Apa yang diinginkan orang-orang di lapangan adalah hasil nyata yang dapat meningkatkan kehidupan mereka.
“Dan saya pikir jeda kemanusiaan dan koridor kemanusiaan adalah salah satu cara untuk melakukannya, karena orang menderita dan oleh karena itu masalah perlindungan sangat penting, akses ke vaksin Covid-19 akan sangat penting, akses ke makanan, akses ke obat-obatan dan ini adalah sesuatu yang setidaknya akan membangun sejumlah kepercayaan," kata dia.
Heyzer, yang merupakan orang Asia Tenggara pertama yang memegang peran utusan khusus PBB untuk Myanmar, juga mengatakan Perhimpunan Bangsa-Bangsa Asia Tenggara (ASEAN) sedang berjuang untuk menerapkan rencana perdamaian lima poin yang mencakup penghentian kekerasan.
Itulah mengapa dia mengatakan kemitraan dengan PBB “sangat penting”.
ASEAN mengejutkan banyak orang tahun lalu ketika menyimpang dari kebijakan non-intervensinya dengan menghalangi pemimpin kudeta Jenderal Senior Min Aung Hlaing menghadiri KTT ASEAN pada Oktober tahun lalu.
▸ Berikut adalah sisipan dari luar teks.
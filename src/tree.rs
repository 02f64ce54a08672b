//! Node tree model shared by comparison and persistence.
//!
//! A [`Node`] is rebuilt on every comparison request; only derived hash facts
//! survive across requests (see [`crate::known_hashes`]). Status and action
//! are carried on the wire as small integers.

use std::collections::HashMap;
use std::fmt;

use serde::{Deserialize, Serialize};

/// Node id → node.
pub type NodeMap = HashMap<String, Node>;

/// Comparison outcome for a single node.
#[derive(Debug, Clone, Copy, PartialEq, Eq, Hash, Default, Serialize, Deserialize)]
#[serde(try_from = "u8", into = "u8")]
pub enum NodeStatus {
    #[default]
    Equal = 0,
    New = 1,
    Updated = 2,
    Deleted = 3,
    Unknown = 4,
}

impl From<NodeStatus> for u8 {
    fn from(status: NodeStatus) -> u8 {
        status as u8
    }
}

impl TryFrom<u8> for NodeStatus {
    type Error = String;

    fn try_from(value: u8) -> Result<Self, Self::Error> {
        match value {
            0 => Ok(NodeStatus::Equal),
            1 => Ok(NodeStatus::New),
            2 => Ok(NodeStatus::Updated),
            3 => Ok(NodeStatus::Deleted),
            4 => Ok(NodeStatus::Unknown),
            other => Err(format!("invalid node status {other}")),
        }
    }
}

impl fmt::Display for NodeStatus {
    fn fmt(&self, f: &mut fmt::Formatter<'_>) -> fmt::Result {
        match self {
            NodeStatus::Equal => write!(f, "Equal"),
            NodeStatus::New => write!(f, "New"),
            NodeStatus::Updated => write!(f, "Updated"),
            NodeStatus::Deleted => write!(f, "Deleted"),
            NodeStatus::Unknown => write!(f, "Unknown"),
        }
    }
}

/// What the caller wants done with a node.
#[derive(Debug, Clone, Copy, PartialEq, Eq, Hash, Default, Serialize, Deserialize)]
#[serde(try_from = "u8", into = "u8")]
pub enum NodeAction {
    #[default]
    Ignore = 0,
    Copy = 1,
    Update = 2,
    Delete = 3,
}

impl From<NodeAction> for u8 {
    fn from(action: NodeAction) -> u8 {
        action as u8
    }
}

impl TryFrom<u8> for NodeAction {
    type Error = String;

    fn try_from(value: u8) -> Result<Self, Self::Error> {
        match value {
            0 => Ok(NodeAction::Ignore),
            1 => Ok(NodeAction::Copy),
            2 => Ok(NodeAction::Update),
            3 => Ok(NodeAction::Delete),
            other => Err(format!("invalid node action {other}")),
        }
    }
}

impl fmt::Display for NodeAction {
    fn fmt(&self, f: &mut fmt::Formatter<'_>) -> fmt::Result {
        match self {
            NodeAction::Ignore => write!(f, "Ignore"),
            NodeAction::Copy => write!(f, "Copy"),
            NodeAction::Update => write!(f, "Update"),
            NodeAction::Delete => write!(f, "Delete"),
        }
    }
}

/// File as known to the destination.
#[derive(Debug, Clone, Default, PartialEq, Eq, Serialize, Deserialize)]
#[serde(rename_all = "camelCase", default)]
pub struct DestinationFile {
    /// Destination file id; 0 when the destination has no file yet.
    pub id: i64,
    pub file_size: i64,
    pub hash: String,
    pub hash_type: String,
    pub storage_identifier: String,
}

#[derive(Debug, Clone, Default, PartialEq, Eq, Serialize, Deserialize)]
#[serde(rename_all = "camelCase", default)]
pub struct Attributes {
    pub url: String,
    /// Hash reported by the external source; empty when the file vanished there.
    pub remote_hash: String,
    pub remote_hash_type: String,
    pub remote_file_size: i64,
    pub is_file: bool,
    pub destination_file: DestinationFile,
}

#[derive(Debug, Clone, Default, PartialEq, Eq, Serialize, Deserialize)]
#[serde(default)]
pub struct Node {
    pub id: String,
    pub name: String,
    pub path: String,
    pub status: NodeStatus,
    pub action: NodeAction,
    pub attributes: Attributes,
}

impl Node {
    /// A file node whose name and parent path are derived from a `/`-separated id.
    #[must_use]
    pub fn file(id: impl Into<String>) -> Self {
        let id = id.into();
        let (path, name) = match id.rsplit_once('/') {
            Some((path, name)) => (path.to_string(), name.to_string()),
            None => (String::new(), id.clone()),
        };
        Self {
            id,
            name,
            path,
            attributes: Attributes {
                is_file: true,
                ..Default::default()
            },
            ..Default::default()
        }
    }

    #[must_use]
    pub fn with_remote(mut self, hash: impl Into<String>, hash_type: impl Into<String>) -> Self {
        self.attributes.remote_hash = hash.into();
        self.attributes.remote_hash_type = hash_type.into();
        self
    }

    #[must_use]
    pub fn with_remote_size(mut self, size: i64) -> Self {
        self.attributes.remote_file_size = size;
        self
    }

    #[must_use]
    pub fn with_destination(mut self, hash: impl Into<String>, hash_type: impl Into<String>) -> Self {
        self.attributes.destination_file.hash = hash.into();
        self.attributes.destination_file.hash_type = hash_type.into();
        self
    }

    #[must_use]
    pub fn with_destination_id(mut self, id: i64) -> Self {
        self.attributes.destination_file.id = id;
        self
    }

    #[must_use]
    pub fn with_action(mut self, action: NodeAction) -> Self {
        self.action = action;
        self
    }

    #[inline]
    #[must_use]
    pub fn is_file(&self) -> bool {
        self.attributes.is_file
    }
}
Namun, sikap ini telah terkikis oleh ketua baru ASEAN, Kamboja, yang telah mengambil posisi yang lebih rekonsiliasi.
Mengenai pertanyaan mantan penasihat negara Aung San Suu Kyi, utusan khusus PBB mengatakan pemimpin sipil yang digulingkan itu bisa menjadi “kekuatan positif” dalam setiap dialog yang akan datang untuk menyelesaikan krisis Myanmar dan bahwa dia akan mencoba bertemu dengannya jika memungkinkan.
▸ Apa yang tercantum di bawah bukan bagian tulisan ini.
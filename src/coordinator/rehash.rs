//! Background rehash of destination files into the source's hash type.

use tracing::{debug, info};

use crate::blob::{trim_protocol, BoxedReader, StorageLocation};
use crate::error::Result;
use crate::hashing::{get_hasher, HashType, HashingReader, UNCOMPUTABLE_HASH};
use crate::job::{Job, JobContext};
use crate::known_hashes::{CalculatedHashes, KnownHashes};
use crate::tree::Node;

use super::SyncEngine;

impl SyncEngine {
    /// Compute remote-type hashes of every node in a `hash-only` job and
    /// record them in the known-hash table.
    ///
    /// The table is saved even when the loop stops early.
    pub(super) async fn do_rehash(&self, ctx: &JobContext, job: &mut Job) -> Result<()> {
        let pid = job.persistent_id.clone();
        ctx.guard(self.destination.check_permission(&job.dataverse_key, &job.user, &pid))
            .await?;
        let mut known = ctx.guard(self.known_hashes.load(&pid)).await?;
        let res = self.rehash_nodes(ctx, job, &mut known).await;
        let saved = self.save_known_hashes(&pid, &known).await;
        res?;
        saved
    }

    async fn rehash_nodes(&self, ctx: &JobContext, job: &mut Job, known: &mut KnownHashes) -> Result<()> {
        let total = job.writable_nodes.len();
        let interval = self.config.checkpoint_interval.max(1);
        let nodes: Vec<(String, Node)> = job
            .writable_nodes
            .iter()
            .map(|(k, n)| (k.clone(), n.clone()))
            .collect();
        for (i, (key, node)) in nodes.into_iter().enumerate() {
            ctx.check()?;
            let processed = i + 1;
            if processed % interval == 0 && processed < total {
                self.known_hashes.save(&job.persistent_id, known).await?;
                info!(persistent_id = %job.persistent_id, processed, total, "Hashed");
            }
            self.calculate_hash(ctx, job, &node, known).await?;
            job.writable_nodes.remove(&key);
        }
        Ok(())
    }

    async fn calculate_hash(&self, ctx: &JobContext, job: &Job, node: &Node, known: &mut KnownHashes) -> Result<()> {
        let dest = &node.attributes.destination_file;
        let remote_type = &node.attributes.remote_hash_type;
        if let Some(entry) = known.get(&node.id) {
            if entry.matches_local(&dest.hash_type, &dest.hash) && entry.remote_hashes.contains_key(remote_type) {
                crate::metrics::record_rehash("cached");
                return Ok(());
            }
        }

        let value = ctx.guard(self.do_hash(job, node)).await?;
        debug!(persistent_id = %job.persistent_id, node = %node.id, hash_type = %remote_type, "Hash computed");
        let entry = known
            .entry(node.id.clone())
            .or_insert_with(|| CalculatedHashes::new(&dest.hash_type, &dest.hash));
        if !entry.matches_local(&dest.hash_type, &dest.hash) {
            *entry = CalculatedHashes::new(&dest.hash_type, &dest.hash);
        }
        entry.remote_hashes.insert(remote_type.clone(), value);
        crate::metrics::record_rehash("computed");
        Ok(())
    }

    /// Digest of the destination's copy of `node` in its remote hash type.
    async fn do_hash(&self, job: &Job, node: &Node) -> Result<String> {
        let hash_type: HashType = node.attributes.remote_hash_type.parse()?;
        if !hash_type.is_computable() {
            return Ok(UNCOMPUTABLE_HASH.to_string());
        }
        let size = u64::try_from(node.attributes.destination_file.file_size).unwrap_or(0);
        let hasher = get_hasher(hash_type.as_str(), size)?;
        let content = self.open_destination_content(job, node).await?;
        let mut reader = HashingReader::new(content, vec![hasher]);
        tokio::io::copy(&mut reader, &mut tokio::io::sink()).await?;
        Ok(reader.hex_sums().into_iter().next().unwrap_or_default())
    }

    /// Read back the destination's copy of a file.
    pub(super) async fn open_destination_content(&self, job: &Job, node: &Node) -> Result<BoxedReader> {
        let dest = &node.attributes.destination_file;
        if !self.destination.is_direct_upload() {
            return self.destination.get_stream(&job.dataverse_key, &job.user, dest.id).await;
        }
        let location = StorageLocation::parse(&dest.storage_identifier, &self.config.storage.default_driver);
        let store = self.blob_store(&location.driver)?;
        store.open(&trim_protocol(&job.persistent_id)?, &location).await
    }
}
//! Short-lived "written"/"deleted" markers.
//!
//! After the persistence engine writes or deletes a node it leaves a marker
//! under `<pid> -> <node id>`. Comparison prefers the marker over the
//! destination listing for as long as it lives, which hides the window in
//! which the destination has not caught up with a finished write. This is
//! best-effort consistency: a poller slower than the TTL can still observe
//! pre-write state.

use std::fmt;
use std::str::FromStr;
use std::sync::Arc;
use std::time::Duration;

use tracing::debug;

use crate::error::Result;
use crate::keys::tombstone_key;
use crate::storage::traits::KeyValueStore;

pub const WRITTEN: &str = "written";
pub const DELETED: &str = "deleted";

#[derive(Debug, Clone, Copy, PartialEq, Eq)]
pub enum Tombstone {
    Written,
    Deleted,
}

impl Tombstone {
    #[must_use]
    pub fn as_str(&self) -> &'static str {
        match self {
            Tombstone::Written => WRITTEN,
            Tombstone::Deleted => DELETED,
        }
    }
}

impl fmt::Display for Tombstone {
    fn fmt(&self, f: &mut fmt::Formatter<'_>) -> fmt::Result {
        f.write_str(self.as_str())
    }
}

impl FromStr for Tombstone {
    type Err = ();

    fn from_str(s: &str) -> std::result::Result<Self, ()> {
        match s {
            WRITTEN => Ok(Tombstone::Written),
            DELETED => Ok(Tombstone::Deleted),
            _ => Err(()),
        }
    }
}

pub struct Tombstones {
    store: Arc<dyn KeyValueStore>,
    ttl: Duration,
}

impl Tombstones {
    pub fn new(store: Arc<dyn KeyValueStore>, ttl: Duration) -> Self {
        Self { store, ttl }
    }

    /// Mark a node; returns the key so the caller can clean it up later.
    pub async fn mark(&self, persistent_id: &str, node_id: &str, tombstone: Tombstone) -> Result<String> {
        let key = tombstone_key(persistent_id, node_id);
        self.store.set(&key, tombstone.as_str(), Some(self.ttl)).await?;
        Ok(key)
    }

    pub async fn get(&self, persistent_id: &str, node_id: &str) -> Result<Option<Tombstone>> {
        let value = self.store.get(&tombstone_key(persistent_id, node_id)).await?;
        Ok(value.and_then(|v| v.parse().ok()))
    }

    pub async fn remove(&self, persistent_id: &str, node_id: &str) -> Result<()> {
        self.store.delete(&[tombstone_key(persistent_id, node_id)]).await?;
        Ok(())
    }
}

/// Delete `keys` in chunks of at most `chunk_size` per call.
pub async fn delete_in_chunks(store: &dyn KeyValueStore, keys: &[String], chunk_size: usize) -> Result<u64> {
    let mut removed = 0;
    for chunk in keys.chunks(chunk_size.max(1)) {
        removed += store.delete(chunk).await?;
    }
    debug!(keys = keys.len(), removed, "Cleaned up marker keys");
    Ok(removed)
}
Namun Heyzer menekankan, pertemuan dengan Aung San Suu Kyi bukanlah tujuan utamanya dan bahwa merawat yang paling rentan dalam masyarakat Myanmar yang porak-poranda lebih penting. Upaya sebelumnya oleh perwakilan internasional untuk melihat mantan pemimpin sipil sebagian besar telah ditolak oleh militer.
Pengadilan yang dipimpin militer telah mengajukan lebih dari 10 tuduhan terhadap Aung San Suu Kyi seperti melanggar undang-undang rahasia resmi Myanmar dan korupsi. Jika dinyatakan bersalah atas semua tuduhan, dia bisa menghabiskan sisa hidupnya di penjara.
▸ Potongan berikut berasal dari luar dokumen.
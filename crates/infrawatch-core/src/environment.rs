//! 환경 이름 매핑.
//!
//! 프론트 표기(Development, Staging, Production, QA)와 백엔드 표기
//! (Dev, Stage, Prod, QA)를 상호 변환한다. 필터가 컴포넌트 경계를 넘을 때마다
//! 이 모듈을 거쳐야 서버/플래그/알림 비교가 일관된다.

use serde::{Deserialize, Serialize};
use std::fmt;

/// 알려진 배포 환경
#[derive(Debug, Clone, Copy, PartialEq, Eq, Hash, Serialize, Deserialize)]
pub enum Environment {
    Development,
    Staging,
    Production,
    #[serde(rename = "QA")]
    Qa,
}

impl Environment {
    /// 선택기에 노출되는 순서
    pub const ALL: [Environment; 4] = [
        Environment::Development,
        Environment::Staging,
        Environment::Production,
        Environment::Qa,
    ];

    /// 긴 이름 또는 짧은 코드를 대소문자 구분 없이 파싱
    pub fn parse(name: &str) -> Option<Self> {
        match name.trim().to_ascii_lowercase().as_str() {
            "development" | "dev" => Some(Environment::Development),
            "staging" | "stage" => Some(Environment::Staging),
            "production" | "prod" => Some(Environment::Production),
            "qa" => Some(Environment::Qa),
            _ => None,
        }
    }

    /// 화면 표기 (Development, Staging, Production, QA)
    pub fn display_name(self) -> &'static str {
        match self {
            Environment::Development => "Development",
            Environment::Staging => "Staging",
            Environment::Production => "Production",
            Environment::Qa => "QA",
        }
    }

    /// 백엔드 저장 표기 (Dev, Stage, Prod, QA)
    pub fn short_code(self) -> &'static str {
        match self {
            Environment::Development => "Dev",
            Environment::Staging => "Stage",
            Environment::Production => "Prod",
            Environment::Qa => "QA",
        }
    }

    /// 전역 서버 이름 접두어 (dev, stage, prod, qa)
    pub fn slug(self) -> &'static str {
        match self {
            Environment::Development => "dev",
            Environment::Staging => "stage",
            Environment::Production => "prod",
            Environment::Qa => "qa",
        }
    }
}

impl fmt::Display for Environment {
    fn fmt(&self, f: &mut fmt::Formatter<'_>) -> fmt::Result {
        f.write_str(self.display_name())
    }
}

/// 임의 문자열을 백엔드 표기로 정규화 (알 수 없는 값은 그대로)
pub fn to_short_code(name: &str) -> String {
    Environment::parse(name)
        .map(|e| e.short_code().to_string())
        .unwrap_or_else(|| name.to_string())
}

/// 임의 문자열을 화면 표기로 정규화 (알 수 없는 값은 그대로)
pub fn to_display_name(name: &str) -> String {
    Environment::parse(name)
        .map(|e| e.display_name().to_string())
        .unwrap_or_else(|| name.to_string())
}

/// 두 환경 표기가 같은 환경을 가리키는지 비교
pub fn same_environment(a: &str, b: &str) -> bool {
    match (Environment::parse(a), Environment::parse(b)) {
        (Some(x), Some(y)) => x == y,
        _ => a.eq_ignore_ascii_case(b),
    }
}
Sejauh ini, pengadilan telah memvonisnya enam tahun penjara karena memiliki walkie-talkie secara ilegal dan melanggar aturan Covid-19.
Banyak aktivis hak asasi manusia mengatakan bahwa ini semua adalah tuduhan bermotif politik. Sidang pengadilan juga diadakan secara tertutup dengan pengacaranya diberi perintah pembungkaman.
Heyzer, yang telah berkali-kali ke negara itu menyimpulkan dengan mengatakan bahwa pada akhirnya, hanya rakyat Myanmar yang bisa menjadi “penyelamat mereka sendiri”.